Tercelanya Bakhil Buah Dari Cinta Dunia
Tercelanya Bakhil Buah Dari Cinta Dunia
KIKIR atau dalam bahasa arab disebut “bakhil” merupakan sifat tercela lainnya. Dalam konteks agama Islam, maksud bakhil lebih dikhususkan kepada sifat seseorang yang tidak ingin mengeluarkan harta yang wajib dikeluarkan, baik dalam ketentuan agama seperti zakat, nafkah keluarga, atau menurut ketentuan prikemanusiaan seperti sedekah, infak, dan hadiah.
Bakhil merupakan buah dan akibat dari cinta dunia. Allah SWT melarang siapapun memiliki sifat bakhil, seperti yang ada dalam firman-Nya berikut ini: “Janganlah menjadi orang-orang yang bakhil dengan harta yang Allah berikan kepada mereka. Mereka mengira kebakhilan itu baik bagi mereka, sebenarnya kebakhilan itu adalah buruk bagi mereka. harta yang mereka bakhilkan itu akan dikalungkan kelak di lehernya pada Hari Kiamat. (QS. al-Imraan [3]: 180)[i]
Rasulullah juga mengingatkan dalam salah satu haditsnya, Dari Jabir r.a. bahwasanya Rasulullah SAW bersabda,”Takutlah engkau semua dari perbuatan kikir, sebab sesungguhnya kikir itu telah membinasakan orang-orang – yakni ummat- yang sebelummu. Kikir itulah yang menyebabkan mereka suka mengalirkan darah-darah sesama mereka dan menghalalkan apa-apa yang diharamkan pada mereka.” (HR. Muslim). [ii]
Sedangkan Imam al-Ghazali menerangkan bahwa sifat kebakhilan itu disebabkan oleh dua hal. Yaitu angan-angan yang panjang dan terlalu mencintai harta. Selain menyebabkan kikir, kedua hal ini jugalah yang membuat seseorang menjadi lupa bahkan tidak takut pada kematian.
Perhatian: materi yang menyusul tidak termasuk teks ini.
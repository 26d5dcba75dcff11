//! Image storage and the recorded-test repository.
//!
//! The comparison core only needs to load saved images, persist the
//! current image of a failure and register an accepted alternative. Both
//! traits are object-safe so the comparator can hold them behind `Arc`.

use crate::raster::RasterImage;
use crate::result::{PixelCheckError, PixelCheckResult};
use crate::screenshot::ScreenshotCheck;
use image::ImageFormat;
use std::collections::HashMap;
use std::fmt;
use std::path::{Path, PathBuf};
use std::sync::{Arc, PoisonError, RwLock};

/// Format name reported for images saved as PNG
pub const PNG_FORMAT: &str = "png";

/// Source and sink of raster images
pub trait ImageStore: Send + Sync + fmt::Debug {
    /// Load `path` relative to `scope`
    fn load(&self, scope: &str, path: &str) -> Option<Arc<RasterImage>>;

    /// Load an image by absolute path
    fn load_absolute(&self, path: &Path) -> Option<Arc<RasterImage>>;

    /// Save an image at an absolute path, returning the format name and
    /// the path actually written
    ///
    /// # Errors
    /// Returns error if the image cannot be encoded or written
    fn save_absolute(&self, path: &Path, image: &RasterImage) -> PixelCheckResult<(String, PathBuf)>;
}

/// Registry of recorded screenshot checks
pub trait Repository: Send + Sync + fmt::Debug {
    /// Register `alt_path`/`alt_hash` as an accepted alternative of the
    /// check identified by `test_id`, `scope` and `saved_path`. Returns
    /// false if the check is unknown or its saved hash differs.
    fn add_alternative(
        &self,
        test_id: &str,
        scope: &str,
        saved_path: &str,
        saved_hash: &str,
        alt_path: &str,
        alt_hash: &str,
    ) -> bool;
}

fn scoped_key(scope: &str, path: &str) -> String {
    format!("{scope}/{path}")
}

/// Thread-safe in-memory image store
#[derive(Debug, Default)]
pub struct MemoryImageStore {
    scoped: RwLock<HashMap<String, Arc<RasterImage>>>,
    absolute: RwLock<HashMap<PathBuf, Arc<RasterImage>>>,
}

impl MemoryImageStore {
    /// Empty store
    #[must_use]
    pub fn new() -> Self {
        Self::default()
    }

    /// Add an image under `scope`/`path`
    pub fn insert(&self, scope: &str, path: &str, image: RasterImage) {
        self.scoped
            .write()
            .unwrap_or_else(PoisonError::into_inner)
            .insert(scoped_key(scope, path), Arc::new(image));
    }

    /// Number of images saved by absolute path
    #[must_use]
    pub fn saved_count(&self) -> usize {
        self.absolute.read().unwrap_or_else(PoisonError::into_inner).len()
    }
}

impl ImageStore for MemoryImageStore {
    fn load(&self, scope: &str, path: &str) -> Option<Arc<RasterImage>> {
        let scoped = self
            .scoped
            .read()
            .unwrap_or_else(PoisonError::into_inner)
            .get(&scoped_key(scope, path))
            .cloned();
        scoped.or_else(|| self.load_absolute(Path::new(path)))
    }

    fn load_absolute(&self, path: &Path) -> Option<Arc<RasterImage>> {
        self.absolute
            .read()
            .unwrap_or_else(PoisonError::into_inner)
            .get(path)
            .cloned()
    }

    fn save_absolute(&self, path: &Path, image: &RasterImage) -> PixelCheckResult<(String, PathBuf)> {
        self.absolute
            .write()
            .unwrap_or_else(PoisonError::into_inner)
            .insert(path.to_path_buf(), Arc::new(image.clone()));
        Ok((PNG_FORMAT.to_string(), path.to_path_buf()))
    }
}

/// PNG files under a root directory; a scope is a subdirectory
#[derive(Debug, Clone)]
pub struct FsImageStore {
    root: PathBuf,
}

impl FsImageStore {
    /// Store rooted at `root`
    #[must_use]
    pub fn new(root: impl Into<PathBuf>) -> Self {
        Self { root: root.into() }
    }

    /// Root directory
    #[must_use]
    pub fn root(&self) -> &Path {
        &self.root
    }

    /// Absolute location of `path` within `scope`
    #[must_use]
    pub fn resolve(&self, scope: &str, path: &str) -> PathBuf {
        self.root.join(scope).join(path)
    }

    fn open(path: &Path) -> PixelCheckResult<RasterImage> {
        if !path.exists() {
            return Err(PixelCheckError::ImageNotFound {
                path: path.display().to_string(),
            });
        }
        Ok(image::open(path)?.to_rgba8())
    }

    fn open_logged(path: &Path) -> Option<Arc<RasterImage>> {
        match Self::open(path) {
            Ok(image) => Some(Arc::new(image)),
            Err(err) => {
                tracing::debug!(path = %path.display(), error = %err, "pixelcheck.store.load_failed");
                None
            }
        }
    }
}

impl ImageStore for FsImageStore {
    fn load(&self, scope: &str, path: &str) -> Option<Arc<RasterImage>> {
        Self::open_logged(&self.resolve(scope, path))
    }

    fn load_absolute(&self, path: &Path) -> Option<Arc<RasterImage>> {
        Self::open_logged(path)
    }

    fn save_absolute(&self, path: &Path, image: &RasterImage) -> PixelCheckResult<(String, PathBuf)> {
        if let Some(parent) = path.parent() {
            std::fs::create_dir_all(parent)?;
        }
        image.save_with_format(path, ImageFormat::Png)?;
        tracing::debug!(path = %path.display(), "pixelcheck.store.saved");
        Ok((PNG_FORMAT.to_string(), path.to_path_buf()))
    }
}

type CheckKey = (String, String, String);

/// In-memory repository of screenshot checks keyed by test, scope and
/// main image path
#[derive(Debug, Default)]
pub struct MemoryRepository {
    checks: RwLock<HashMap<CheckKey, ScreenshotCheck>>,
}

impl MemoryRepository {
    /// Empty repository
    #[must_use]
    pub fn new() -> Self {
        Self::default()
    }

    /// Register a recorded check
    pub fn insert(&self, check: ScreenshotCheck) {
        let key = (check.test_id.clone(), check.scope.clone(), check.main.path.clone());
        self.checks
            .write()
            .unwrap_or_else(PoisonError::into_inner)
            .insert(key, check);
    }

    /// Stored check
    #[must_use]
    pub fn get(&self, test_id: &str, scope: &str, saved_path: &str) -> Option<ScreenshotCheck> {
        let key = (test_id.to_string(), scope.to_string(), saved_path.to_string());
        self.checks
            .read()
            .unwrap_or_else(PoisonError::into_inner)
            .get(&key)
            .cloned()
    }
}

impl Repository for MemoryRepository {
    fn add_alternative(
        &self,
        test_id: &str,
        scope: &str,
        saved_path: &str,
        saved_hash: &str,
        alt_path: &str,
        alt_hash: &str,
    ) -> bool {
        let key = (test_id.to_string(), scope.to_string(), saved_path.to_string());
        let mut checks = self.checks.write().unwrap_or_else(PoisonError::into_inner);
        let Some(check) = checks.get_mut(&key) else {
            tracing::warn!(test_id, scope, saved_path, "pixelcheck.repository.unknown_check");
            return false;
        };
        if check.main.hash != saved_hash {
            tracing::warn!(
                test_id,
                expected = %check.main.hash,
                actual = saved_hash,
                "pixelcheck.repository.hash_mismatch"
            );
            return false;
        }
        if !check.knows_hash(alt_hash) {
            check.alternatives.push(crate::screenshot::Alternative::new(alt_path, alt_hash));
        }
        true
    }
}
Manusia akan senantiasa disibukkan untuk mengejar materi namun ia enggan untuk berbagi, karena merasa apa yang didapatkan berkat usahanya sendiri.
Maka untuk mengobati sifat kikir, Imam Ghazali menganjurkan untuk mengurangi angan-angan, sehingga ia tidak bergelut dengan kebutuhan-kebutuhan sekundernya. Ataupun merenungkan kematian, bahwa harta yang dipunya tidak akan dibawa hingga akhirat, sehingga jalan terbaik untuk menyelamatkan dirinya dengan mendermakan harta yang dimiliki di jalan Allah.[iii]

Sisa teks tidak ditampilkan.